Archdiocese of Cincinnati
Permission, Release and Medical Power of Attorney
1. I, the lawful parent or guardian of here registered child(ren), give permission for my child(ren) to participate in the activity described on the Activity Information form and release from all liability and indemnify the Archbishop of Cincinnati (“the Archbishop”), both individually and as trustee for the Archdiocese of Cincinnati and all parishes and schools within the Archdiocese (the “Archdiocese”), and their officers, agents, representatives, volunteers, and employees from any and all liability, claims, judgments, cost and expenses, including attorneys’ fees, arising out of any injury or illness incurred by my child while participating in or traveling to or from the activity and further agree not to bring or prosecute or allow to be brought or prosecuted (including but not limited to prosecution through subrogation) in my name, or on behalf of my Child(ren), any claims, lawsuits or actions against the Archbishop, the Archdiocese, and their officers, agents, representatives, volunteers and employees.
2.I further understand that my Child(ren)’s participation is purely voluntary and is a privilege and not a right, and that my Child(ren), and I on behalf of my Child(ren), elect to participate in spite of the risks.
3.I agree to instruct my child(ren) to cooperate with the Archbishop or his agents in charge of the activity.
4.I appoint the Archbishop or his agents who are acting as leaders of the activity as my attorney in fact to act for me in my name and behalf, in any way that I would act if I were personally present, with respect to the following matters if any injury, illness or medical emergency occurs during the activity or related travel: (i) To give any and all consents and authorizations to any physicians, dentist, hospital or other persons or institutions pertaining to any emergency medications, medical or dental treatments, diagnostic or surgical procedures or any other emergency actions as our attorney shall deem necessary or appropriate for the best interest of the Child(ren). (ii) I understand that the Agents of the Archbishop will make a reasonable attempt to contact me as soon as possible in the event of a medical emergency involving my child(ren).

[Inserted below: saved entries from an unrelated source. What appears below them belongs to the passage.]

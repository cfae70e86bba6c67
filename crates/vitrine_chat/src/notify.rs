//! One-shot user notifications.

use serde::{Deserialize, Serialize};
use tracing::{error, warn};

use crate::error::ChatError;

/// How prominently a notice should be shown
#[derive(Debug, Clone, Copy, Serialize, Deserialize, PartialEq, Eq)]
#[serde(rename_all = "lowercase")]
pub enum NoticeLevel {
    Warning,
    Error,
}

/// A message for the user, displayed once
#[derive(Debug, Clone, Serialize, Deserialize, PartialEq, Eq)]
pub struct Notice {
    pub level: NoticeLevel,
    pub message: String,
}

impl Notice {
    /// Notice for a terminal chat error.
    ///
    /// The daily limit and fatal responses are errors; everything else is a
    /// warning the user can act on by resending.
    pub fn from_error(err: &ChatError) -> Self {
        let level = match err {
            ChatError::QuotaExceeded | ChatError::Fatal(_) => NoticeLevel::Error,
            _ => NoticeLevel::Warning,
        };
        Self {
            level,
            message: err.to_string(),
        }
    }
}

/// Presents notices to the user
pub trait NotificationSink: Send + Sync {
    fn notify(&self, notice: Notice);
}

/// Sink that only logs. Used when no UI presenter is attached.
#[derive(Debug, Clone, Copy, Default)]
pub struct TracingSink;

impl NotificationSink for TracingSink {
    fn notify(&self, notice: Notice) {
        match notice.level {
            NoticeLevel::Warning => warn!(target: "vitrine::notice", "{}", notice.message),
            NoticeLevel::Error => error!(target: "vitrine::notice", "{}", notice.message),
        }
    }
}
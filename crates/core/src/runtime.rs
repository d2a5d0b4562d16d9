//! Locating the ONNX Runtime shared library.
//!
//! `ort` is built with `load-dynamic`, so the library is opened at the first
//! session build from `ORT_DYLIB_PATH`. This module fills that variable in
//! from the usual install locations when the user has not set it.

use std::env;
use std::path::{Path, PathBuf};

use tracing::{info, warn};

const ORT_DYLIB_ENV: &str = "ORT_DYLIB_PATH";

#[cfg(all(unix, not(target_os = "macos")))]
const ORT_LIB_NAME: &str = "libonnxruntime.so";
#[cfg(target_os = "macos")]
const ORT_LIB_NAME: &str = "libonnxruntime.dylib";
#[cfg(windows)]
const ORT_LIB_NAME: &str = "onnxruntime.dll";

/// Where the ORT library path came from.
#[derive(Debug, Clone, PartialEq, Eq)]
pub enum OrtLibrarySource {
    /// `ORT_DYLIB_PATH` was already set.
    Environment(PathBuf),
    /// Found in one of the candidate directories and exported.
    Discovered(PathBuf),
    NotFound,
}

/// Directories probed, in order:
///   1. `<exe_dir>/` (Windows only)
///   2. `<exe_dir>/lib/`
///   3. `<exe_dir>/../lib/`
///   4. `<cwd>/lib/`
///   5. `/usr/local/lib/`, `/usr/lib/` (Unix only)
fn candidate_lib_dirs() -> Vec<PathBuf> {
    let mut dirs = Vec::new();
    if let Ok(exe) = env::current_exe().and_then(|p| p.canonicalize()) {
        if let Some(exe_dir) = exe.parent() {
            #[cfg(windows)]
            dirs.push(exe_dir.to_path_buf());
            dirs.push(exe_dir.join("lib"));
            if let Some(parent) = exe_dir.parent() {
                dirs.push(parent.join("lib"));
            }
        }
    }
    if let Ok(cwd) = env::current_dir() {
        let cwd_lib = cwd.join("lib");
        if !dirs.contains(&cwd_lib) {
            dirs.push(cwd_lib);
        }
    }
    #[cfg(unix)]
    {
        dirs.push(PathBuf::from("/usr/local/lib"));
        dirs.push(PathBuf::from("/usr/lib"));
    }
    dirs
}

fn find_ort_dylib_in_dirs(dirs: &[PathBuf]) -> Option<PathBuf> {
    dirs.iter()
        .map(|dir| dir.join(ORT_LIB_NAME))
        .find(|candidate| candidate.is_file())
}

/// Exports `ORT_DYLIB_PATH` when it is unset and the library can be found.
///
/// Call at the very start of `main()`, before any session is built.
pub fn setup_runtime_libs() -> OrtLibrarySource {
    if let Some(existing) = env::var_os(ORT_DYLIB_ENV) {
        return OrtLibrarySource::Environment(PathBuf::from(existing));
    }

    match find_ort_dylib_in_dirs(&candidate_lib_dirs()) {
        Some(path) => {
            env::set_var(ORT_DYLIB_ENV, &path);
            OrtLibrarySource::Discovered(path)
        }
        None => OrtLibrarySource::NotFound,
    }
}

/// Logs the outcome of [`setup_runtime_libs`]. Call after tracing is up.
pub fn log_runtime_lib_status(source: &OrtLibrarySource) {
    match source {
        OrtLibrarySource::Environment(path) | OrtLibrarySource::Discovered(path)
            if !Path::new(path).is_file() =>
        {
            warn!(path = %path.display(), "ORT library path does not point to a file");
        }
        OrtLibrarySource::Environment(path) => {
            info!(path = %path.display(), "ORT library from {ORT_DYLIB_ENV}");
        }
        OrtLibrarySource::Discovered(path) => {
            info!(path = %path.display(), "ORT library discovered");
        }
        OrtLibrarySource::NotFound => {
            warn!("{ORT_DYLIB_ENV} not set and {ORT_LIB_NAME} not found; ORT will use the default loader search path");
        }
    }
}

#[cfg(test)]
mod tests {
    use super::*;

    #[cfg(unix)]
    #[test]
    fn test_candidate_lib_dirs_contains_system_paths() {
        let dirs = candidate_lib_dirs();
        assert!(dirs.contains(&PathBuf::from("/usr/local/lib")));
        assert!(dirs.contains(&PathBuf::from("/usr/lib")));
    }

    #[test]
    fn test_candidate_lib_dirs_includes_cwd_lib() {
        let dirs = candidate_lib_dirs();
        if let Ok(cwd) = env::current_dir() {
            assert!(dirs.contains(&cwd.join("lib")));
        }
    }

    #[test]
    fn test_find_ort_dylib_prefers_first_dir() {
        let temp = tempfile::tempdir().unwrap();
        let empty = temp.path().join("empty");
        let first = temp.path().join("first");
        let second = temp.path().join("second");
        for dir in [&empty, &first, &second] {
            std::fs::create_dir_all(dir).unwrap();
        }
        std::fs::write(first.join(ORT_LIB_NAME), b"first").unwrap();
        std::fs::write(second.join(ORT_LIB_NAME), b"second").unwrap();

        let found = find_ort_dylib_in_dirs(&[empty.clone(), first.clone(), second]);
        assert_eq!(found, Some(first.join(ORT_LIB_NAME)));
        assert_eq!(find_ort_dylib_in_dirs(&[empty]), None);
    }
}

5. This power of attorney shall lapse automatically upon completion of the activity and related
6. I agree that the Archbishop or his agents may use my child(ren)’s portrait or photograph for
promotional purposes, website and office functions and use social media and technology to
communicate to my child regarding ministry related activities. (Facebook, texting, etc.)
7. This acknowledgement and release is intended to be as broad and inclusive as permitted by
the law of the State of Ohio, and if any portion hereof is declared invalid, it is agreed that the
balance shall, notwithstanding, continue in full legal force and effect. The acknowledgement
and release shall be construed in accordance with the laws of the State of Ohio, except for the
choice of law provisions thereof.
I have carefully read and understand and accept the terms and conditions stated herein and
acknowledge that this Permission, Release and Medical Power of Attorney shall be effective and
binding upon me, my Child(ren), and my own Child(ren)’s personal representative or estate, assigns,
heirs, and next of kin and that I acknowledge and accept this agreement of my own free will.